Brown, who is also a Sunday school teacher at a Methodist church, says he sees more objection to ghost stories in the South. Here, he said, ghosts are often identified by Christians as evidence of demonic activity. In the Northeast people seem more comfortable with the idea of the existence of ghosts, he said.

Brown said he sees no conflict in a curiosity about ghosts and Christian belief.

“Personally, I don’t see how you could be a Christian and not believe in spirits,” Brown said.“I think most ghost hunters are spiritual people who want proof. They want to know there is something after this life.”


The Alabama Paranormal Society will investigate reports for no charge. Most clients, including Kim Knight, just want confirmation that they’re not crazy, Catalan said, and feel no threat from the spirits.

But the APS team takes no chances when they begin an investigation. Before they enter the area where activity has been reported, they circle in prayer, calling upon a power they believe is greater than any on Earth, seen or unseen.

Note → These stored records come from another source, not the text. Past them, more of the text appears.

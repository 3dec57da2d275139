//! Frame clock.
//!
//! The field steps once per display frame with a unit time step, so it does
//! not read the clock itself. The native hosts do: the preview window shows a
//! smoothed FPS in its title and the snapshot demo reports its frame rate.
//! [`Time`] pauses while the field is out of view so a resumed background does
//! not report one enormous frame.
//!
//! The page controllers in [`showcase`](crate::showcase) do not use it. They
//! take timestamps in milliseconds, which the browser bindings read from
//! `performance.now()`.
//!
//! Uses `web_time`, which is `std::time` natively and `performance.now()`
//! in the browser.

use web_time::{Duration, Instant};

/// Smoothing factor for the frame-time moving average.
const FPS_SMOOTHING: f32 = 0.1;

/// Time tracking for a frame loop.
#[derive(Debug)]
pub struct Time {
    start: Instant,
    last_frame: Instant,
    delta_secs: f32,
    /// Exponentially weighted frame time in seconds.
    smoothed_delta: f32,
    frame_count: u64,
    paused: bool,
    /// Total time spent paused.
    paused_for: Duration,
    paused_at: Option<Instant>,
}

impl Time {
    /// Create a new clock starting now.
    pub fn new() -> Self {
        let now = Instant::now();
        Self {
            start: now,
            last_frame: now,
            delta_secs: 0.0,
            smoothed_delta: 1.0 / 60.0,
            frame_count: 0,
            paused: false,
            paused_for: Duration::ZERO,
            paused_at: None,
        }
    }

    /// Mark a frame. Returns the delta time in seconds.
    pub fn tick(&mut self) -> f32 {
        if self.paused {
            self.delta_secs = 0.0;
            return 0.0;
        }
        let now = Instant::now();
        self.delta_secs = now.duration_since(self.last_frame).as_secs_f32();
        self.last_frame = now;
        self.frame_count += 1;
        if self.frame_count > 1 {
            self.smoothed_delta += (self.delta_secs - self.smoothed_delta) * FPS_SMOOTHING;
        }
        self.delta_secs
    }

    /// Seconds since start, excluding paused time.
    pub fn elapsed(&self) -> f32 {
        let now = self.paused_at.unwrap_or_else(Instant::now);
        (now.duration_since(self.start).saturating_sub(self.paused_for)).as_secs_f32()
    }

    /// Time between the last two ticks in seconds.
    #[inline]
    pub fn delta(&self) -> f32 {
        self.delta_secs
    }

    /// Ticks since start.
    #[inline]
    pub fn frame(&self) -> u64 {
        self.frame_count
    }

    /// Smoothed frames per second.
    pub fn fps(&self) -> f32 {
        if self.smoothed_delta > 0.0 {
            1.0 / self.smoothed_delta
        } else {
            0.0
        }
    }

    /// Whether the clock is paused.
    #[inline]
    pub fn is_paused(&self) -> bool {
        self.paused
    }

    /// Stop time progression.
    pub fn pause(&mut self) {
        if !self.paused {
            self.paused = true;
            self.paused_at = Some(Instant::now());
        }
    }

    /// Resume after pausing. The first tick after resuming measures from
    /// the resume point, not from the last frame before the pause.
    pub fn resume(&mut self) {
        if let Some(at) = self.paused_at.take() {
            let now = Instant::now();
            self.paused_for += now.duration_since(at);
            self.last_frame = now;
            self.paused = false;
        }
    }

    /// Pause or resume to match a visibility flag.
    pub fn set_running(&mut self, running: bool) {
        if running {
            self.resume();
        } else {
            self.pause();
        }
    }
}

impl Default for Time {
    fn default() -> Self {
        Self::new()
    }
}

#[cfg(test)]
mod tests {
    use super::*;
    use std::thread;

    #[test]
    fn test_time_new() {
        let time = Time::new();
        assert_eq!(time.frame(), 0);
        assert!(!time.is_paused());
        assert!((time.fps() - 60.0).abs() < 0.01);
    }

    #[test]
    fn test_tick() {
        let mut time = Time::new();
        thread::sleep(Duration::from_millis(5));
        let delta = time.tick();
        assert!(delta > 0.0);
        assert_eq!(time.frame(), 1);
    }

    #[test]
    fn test_pause_freezes_elapsed() {
        let mut time = Time::new();
        time.tick();
        time.pause();
        let before = time.elapsed();
        thread::sleep(Duration::from_millis(10));
        assert_eq!(time.tick(), 0.0);
        assert_eq!(time.elapsed(), before);
        assert_eq!(time.frame(), 1);
    }

    #[test]
    fn test_resume_excludes_paused_span() {
        let mut time = Time::new();
        time.set_running(false);
        thread::sleep(Duration::from_millis(60));
        time.set_running(true);
        assert!(!time.is_paused());
        assert!(time.elapsed() < 0.04);
        let delta = time.tick();
        assert!(delta < 0.04);
    }
}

“Before the team goes in, we pray to put the Light of Christ in us,” Catalan said. “We pray we are going to be protected, and when we leave, we pray that whatever is there will stay there and not follow us home.”

These brushes with unseen energy have nudged Paul Matyi, a technology specialist for APS, closer to personal faith.

“It’s kind of made me seek more religion,” Matyi said. “I do not want to be stuck here, and whatever will help me get to the other side, I’m willing to do it.”

(Kay Campbell writes for The Huntsville Time in Huntsville, Ala.)